> **DIRECTIONS**:
Provide only the number of lines in the records below that contain "cancellable".
[SOURCE RECORDS — start]
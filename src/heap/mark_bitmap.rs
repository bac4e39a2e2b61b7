use std::sync::atomic::{AtomicUsize, Ordering};

use crate::object::{ObjectRef, LOG_MIN_OBJECT_ALIGNMENT, MIN_OBJECT_ALIGNMENT};

#[cfg(target_pointer_width = "64")]
pub const LOG_BITS_PER_WORD: usize = 6;
#[cfg(target_pointer_width = "32")]
pub const LOG_BITS_PER_WORD: usize = 5;

pub const BITS_PER_WORD: usize = 1 << LOG_BITS_PER_WORD;

/// Two mark bits per object granule: the strong bit at an even index and the weak bit right
/// after it. A weak bit only ever appears together with its strong bit unset; marking strong
/// over a weak mark is an upgrade.
pub struct MarkBitmap {
    map: Box<[AtomicUsize]>,
    size: usize,
    covered_start: usize,
    covered_end: usize,
}

impl MarkBitmap {
    /// Creates a bitmap covering `[start, start + size)`.
    pub fn new(start: usize, size: usize) -> Self {
        assert!(
            start % MIN_OBJECT_ALIGNMENT == 0,
            "heap start {:#x} must be aligned to {} bytes",
            start,
            MIN_OBJECT_ALIGNMENT
        );
        let bits = Self::compute_size(size);
        let words = Self::raw_to_words_align_up(bits);

        Self {
            map: (0..words).map(|_| AtomicUsize::new(0)).collect(),
            size: bits,
            covered_start: start,
            covered_end: start + size,
        }
    }

    pub const fn compute_size(heap_size: usize) -> usize {
        (heap_size >> LOG_MIN_OBJECT_ALIGNMENT) * 2
    }

    pub const fn raw_to_words_align_down(bit: usize) -> usize {
        bit >> LOG_BITS_PER_WORD
    }

    pub const fn raw_to_words_align_up(bit: usize) -> usize {
        Self::raw_to_words_align_down(bit + (BITS_PER_WORD - 1))
    }

    pub const fn bit_mask(bit: usize) -> usize {
        1 << Self::bit_in_word(bit)
    }

    pub const fn bit_in_word(bit: usize) -> usize {
        bit & (BITS_PER_WORD - 1)
    }

    pub fn covers(&self, obj: ObjectRef) -> bool {
        let addr = obj.to_address();
        addr >= self.covered_start && addr < self.covered_end
    }

    fn verify_index(&self, index: usize) {
        assert!(
            index < self.size,
            "BitMap index is out of bounds: {} >= {}",
            index,
            self.size
        )
    }

    pub fn address_to_index(&self, obj: ObjectRef) -> usize {
        assert!(
            self.covers(obj),
            "{:?} is outside of the marked range [{:#x}, {:#x})",
            obj,
            self.covered_start,
            self.covered_end
        );
        ((obj.to_address() - self.covered_start) >> LOG_MIN_OBJECT_ALIGNMENT) << 1
    }

    pub fn index_to_address(&self, index: usize) -> ObjectRef {
        ObjectRef::from_address(self.covered_start + ((index >> 1) << LOG_MIN_OBJECT_ALIGNMENT))
    }

    fn word(&self, bit: usize) -> &AtomicUsize {
        self.verify_index(bit);
        &self.map[Self::raw_to_words_align_down(bit)]
    }

    pub fn at(&self, index: usize) -> bool {
        (self.word(index).load(Ordering::Acquire) & Self::bit_mask(index)) != 0
    }

    /// Marks `obj` strongly. Returns true if this call set the strong bit; `was_upgraded` then
    /// tells whether the object had been marked weakly before.
    #[inline]
    pub fn mark_strong(&self, obj: ObjectRef, was_upgraded: &mut bool) -> bool {
        let bit = self.address_to_index(obj);
        let addr = self.word(bit);
        let mask = Self::bit_mask(bit);
        let mask_weak = Self::bit_mask(bit + 1);
        let mut old_val = addr.load(Ordering::Relaxed);

        loop {
            let new_val = old_val | mask;
            if new_val == old_val {
                return false;
            }

            match addr.compare_exchange_weak(old_val, new_val, Ordering::AcqRel, Ordering::Relaxed) {
                Ok(_) => {
                    *was_upgraded = (old_val & mask_weak) != 0;
                    return true;
                }
                Err(val) => old_val = val,
            }
        }
    }

    /// Marks `obj` weakly. Fails if the object is already marked in any way.
    #[inline]
    pub fn mark_weak(&self, obj: ObjectRef) -> bool {
        let bit = self.address_to_index(obj);
        let addr = self.word(bit);
        let mask_strong = Self::bit_mask(bit);
        let mask_weak = Self::bit_mask(bit + 1);
        let mut old_val = addr.load(Ordering::Relaxed);

        loop {
            if (old_val & (mask_strong | mask_weak)) != 0 {
                return false;
            }

            let new_val = old_val | mask_weak;
            match addr.compare_exchange_weak(old_val, new_val, Ordering::AcqRel, Ordering::Relaxed) {
                Ok(_) => return true,
                Err(val) => old_val = val,
            }
        }
    }

    #[inline]
    pub fn is_marked_strong(&self, obj: ObjectRef) -> bool {
        self.at(self.address_to_index(obj))
    }

    #[inline]
    pub fn is_marked_weak(&self, obj: ObjectRef) -> bool {
        self.at(self.address_to_index(obj) + 1)
    }

    #[inline]
    pub fn is_marked(&self, obj: ObjectRef) -> bool {
        let index = self.address_to_index(obj);
        let mask = 3 << Self::bit_in_word(index);
        (self.word(index).load(Ordering::Acquire) & mask) != 0
    }

    pub fn clear(&self) {
        for word in self.map.iter() {
            word.store(0, Ordering::Relaxed);
        }
    }

    /// Objects with any mark bit set, in address order.
    pub fn marked_objects(&self) -> impl Iterator<Item = ObjectRef> + '_ {
        self.map.iter().enumerate().flat_map(move |(word_index, word)| {
            let mut bits = word.load(Ordering::Acquire);
            let base = word_index << LOG_BITS_PER_WORD;
            std::iter::from_fn(move || {
                if bits == 0 {
                    return None;
                }
                let bit = bits.trailing_zeros() as usize;
                // Drop both bits of the granule so an object is reported once.
                let granule = bit & !1;
                bits &= !(3 << granule);
                Some(self.index_to_address(base + granule))
            })
        })
    }
}

#[cfg(test)]
mod tests {
    use super::*;

    const BASE: usize = 0x10000;

    fn obj(granule: usize) -> ObjectRef {
        ObjectRef::from_address(BASE + granule * MIN_OBJECT_ALIGNMENT)
    }

    #[test]
    fn test_mark_strong_once() {
        let bitmap = MarkBitmap::new(BASE, 4096);
        let mut upgraded = false;

        assert!(!bitmap.is_marked(obj(3)));
        assert!(bitmap.mark_strong(obj(3), &mut upgraded));
        assert!(!upgraded);
        assert!(!bitmap.mark_strong(obj(3), &mut upgraded));
        assert!(bitmap.is_marked_strong(obj(3)));
        assert!(!bitmap.is_marked_weak(obj(3)));
        assert!(!bitmap.is_marked(obj(2)));
        assert!(!bitmap.is_marked(obj(4)));
    }

    #[test]
    fn test_weak_then_strong_is_upgrade() {
        let bitmap = MarkBitmap::new(BASE, 4096);
        let mut upgraded = false;

        assert!(bitmap.mark_weak(obj(31)));
        assert!(!bitmap.mark_weak(obj(31)));
        assert!(bitmap.is_marked(obj(31)));
        assert!(!bitmap.is_marked_strong(obj(31)));

        assert!(bitmap.mark_strong(obj(31), &mut upgraded));
        assert!(upgraded);
        assert!(!bitmap.mark_weak(obj(31)));
    }

    #[test]
    fn test_marked_objects_and_clear() {
        let bitmap = MarkBitmap::new(BASE, 4096);
        let mut upgraded = false;

        bitmap.mark_strong(obj(0), &mut upgraded);
        bitmap.mark_weak(obj(32));
        bitmap.mark_weak(obj(100));
        bitmap.mark_strong(obj(100), &mut upgraded);

        let marked = bitmap.marked_objects().collect::<Vec<_>>();
        assert_eq!(marked, vec![obj(0), obj(32), obj(100)]);

        bitmap.clear();
        assert_eq!(bitmap.marked_objects().count(), 0);
    }

    #[test]
    #[should_panic]
    fn test_out_of_range_panics() {
        let bitmap = MarkBitmap::new(BASE, 4096);
        bitmap.is_marked(ObjectRef::from_address(BASE + 4096));
    }
}
use std::{
    sync::{
        atomic::{AtomicUsize, Ordering},
        Arc,
    },
    time::Duration,
};

use scoped_thread_pool::Pool;

use crate::{
    object::ObjectRef,
    sync::suspendible_thread_set::SuspendibleThreadSetJoiner,
    utils::formatted_size,
};

use super::{
    heap::MarkHeap,
    mark::{Mark, MarkLoopOutcome},
    marking_context::MarkingContext,
    options::MarkOptions,
    reference_queue::ReferenceProcessor,
    satb_mark_queue::SATBMarkQueueSet,
    string_dedup::StringDedup,
    taskqueue::MarkTask,
    terminator::TaskTerminator,
    ConcurrentPhase, PausePhase,
};

#[derive(Clone, PartialEq, Eq, Debug)]
pub enum MarkOutcome {
    Completed { tasks_per_worker: Vec<usize> },
    Cancelled,
}

impl MarkOutcome {
    pub fn is_cancelled(&self) -> bool {
        matches!(self, Self::Cancelled)
    }

    /// Tasks processed by all workers together.
    pub fn tasks(&self) -> usize {
        match self {
            Self::Completed { tasks_per_worker } => tasks_per_worker.iter().sum(),
            Self::Cancelled => 0,
        }
    }
}

/// Drives the marking phases of a cycle on a pool of worker threads.
///
/// A cycle is `mark_roots`, one or more `concurrent_mark` attempts and a `finish_mark`. A
/// cancelled `concurrent_mark` drops all pending work; the caller restarts from `mark_roots`.
pub struct ConcurrentMark<H: MarkHeap> {
    heap: Arc<H>,
    ctx: Arc<MarkingContext>,
    satb: Arc<SATBMarkQueueSet>,
    rp: Arc<dyn ReferenceProcessor>,
    dedup: Option<Arc<dyn StringDedup>>,
    options: MarkOptions,
    pool: Pool,
    gc_id: AtomicUsize,
}

impl<H: MarkHeap> ConcurrentMark<H> {
    pub fn new(
        heap: Arc<H>,
        ctx: Arc<MarkingContext>,
        satb: Arc<SATBMarkQueueSet>,
        rp: Arc<dyn ReferenceProcessor>,
        dedup: Option<Arc<dyn StringDedup>>,
        options: MarkOptions,
    ) -> Self {
        assert!(
            options.max_queues >= options.parallel_gc_threads,
            "need a queue per worker: {} queues for {} workers",
            options.max_queues,
            options.parallel_gc_threads
        );

        satb.set_buffer_enqueue_threshold_percentage(options.satb_buffer_enqueue_threshold);
        if !satb.set_marking_context(ctx.clone()) {
            log::debug!(target: "gc", "SATB queue set is already bound to a marking context");
        }

        log::debug!(target: "gc", "{}", options);

        Self {
            pool: Pool::new(options.parallel_gc_threads),
            heap,
            ctx,
            satb,
            rp,
            dedup,
            options,
            gc_id: AtomicUsize::new(0),
        }
    }

    pub fn heap(&self) -> &Arc<H> {
        &self.heap
    }

    pub fn marking_context(&self) -> &Arc<MarkingContext> {
        &self.ctx
    }

    pub fn satb_mark_queue_set(&self) -> &Arc<SATBMarkQueueSet> {
        &self.satb
    }

    pub fn options(&self) -> &MarkOptions {
        &self.options
    }

    pub fn gc_id(&self) -> usize {
        self.gc_id.load(Ordering::Relaxed)
    }

    /// Starts a new cycle: resets the marking state, activates the SATB barrier and seeds the
    /// queues with `roots`. Roots are dealt round-robin over all queues, so queues beyond the
    /// active worker count end up being claimed.
    pub fn mark_roots(&self, roots: &[ObjectRef]) {
        let gc_id = self.gc_id.fetch_add(1, Ordering::Relaxed) + 1;
        let _phase = PausePhase::new(gc_id, "Init Mark");

        self.heap.cancellation().clear_cancelled_gc();
        self.ctx.reset();

        let queues = self.ctx.task_queues();
        queues.reserve(self.heap.active_workers());

        if !self.satb.is_active() {
            self.satb.set_active_all_threads(true, false);
        }

        let has_forwarded = self.heap.has_forwarded_objects();
        let mut seeded = 0;
        for &root in roots {
            if root.is_null() {
                continue;
            }
            let root = if has_forwarded {
                self.heap.resolve_forwarded(root)
            } else {
                root
            };
            if !self.heap.is_in(root) {
                continue;
            }

            queues
                .queue(seeded % queues.size())
                .push(MarkTask::new(root, false, false));
            seeded += 1;
        }

        log::debug!(target: "gc", "GC({}) {} roots over {} queues", gc_id, seeded, queues.size());
    }

    /// Marks concurrently with the mutators until done or cancelled.
    pub fn concurrent_mark(&self) -> MarkOutcome {
        let _phase = ConcurrentPhase::new(self.gc_id(), "Mark");
        self.run_mark_loops(true)
    }

    /// Final, non-cancellable marking pass: publishes all mutator SATB buffers, drains them and
    /// whatever is left in the queues, then declares marking complete.
    pub fn finish_mark(&self) -> MarkOutcome {
        let _phase = PausePhase::new(self.gc_id(), "Final Mark");

        self.satb.flush_all_queues();
        let outcome = self.run_mark_loops(false);

        if self.satb.is_active() {
            self.satb.set_active_all_threads(false, true);
        }
        self.ctx.mark_complete();

        log::info!(
            target: "gc",
            "GC({}) Live data: {}",
            self.gc_id(),
            formatted_size(self.ctx.total_live_data_bytes())
        );
        outcome
    }

    /// Requests cancellation of the running cycle.
    pub fn cancel(&self) {
        self.heap.cancellation().cancel_gc();
    }

    fn run_mark_loops(&self, cancellable: bool) -> MarkOutcome {
        let heap = &*self.heap;
        let nworkers = heap.active_workers();
        assert!(
            nworkers > 0 && nworkers <= self.pool.workers(),
            "active workers out of range: {} of {}",
            nworkers,
            self.pool.workers()
        );

        let queues = self.ctx.task_queues();
        queues.reserve(nworkers);

        let terminator = TaskTerminator::with_wait_time(
            nworkers,
            queues,
            Duration::from_micros(self.options.termination_wait_micros as u64),
        );
        let mark = Mark::new(heap, &self.ctx, &*self.satb, &self.options);
        let cancelled = AtomicUsize::new(0);
        let join_sts = cancellable && self.options.suspendible_workers;

        // blocking call, waits for all mark loops to return.
        self.pool.scoped(|scope| {
            for worker_id in 0..nworkers {
                let mark = &mark;
                let terminator = &terminator;
                let cancelled = &cancelled;
                let rp = &*self.rp;
                let dedup = self.dedup.as_deref();
                let sts = heap.cancellation().suspendible_thread_set();

                scope.execute(move || {
                    let _stsj = SuspendibleThreadSetJoiner::new(sts, join_sts);
                    if mark.mark_loop(worker_id, terminator, rp, cancellable, dedup) == MarkLoopOutcome::Cancelled {
                        cancelled.fetch_add(1, Ordering::Relaxed);
                    }
                });
            }
        });

        if cancelled.load(Ordering::Relaxed) > 0 {
            log::info!(target: "gc", "GC({}) Marking cancelled", self.gc_id());
            mark.clear();
            return MarkOutcome::Cancelled;
        }

        let tasks_per_worker = (0..nworkers)
            .map(|worker_id| mark.processed_tasks(worker_id))
            .collect::<Vec<_>>();
        log::debug!(target: "gc", "GC({}) Marked with {} workers, tasks: {:?}", self.gc_id(), nworkers, tasks_per_worker);

        MarkOutcome::Completed { tasks_per_worker }
    }
}

impl<H: MarkHeap> Drop for ConcurrentMark<H> {
    fn drop(&mut self) {
        self.pool.shutdown();
    }
}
[SOURCE RECORDS — finish]
> **RESPONSE BOX**:
4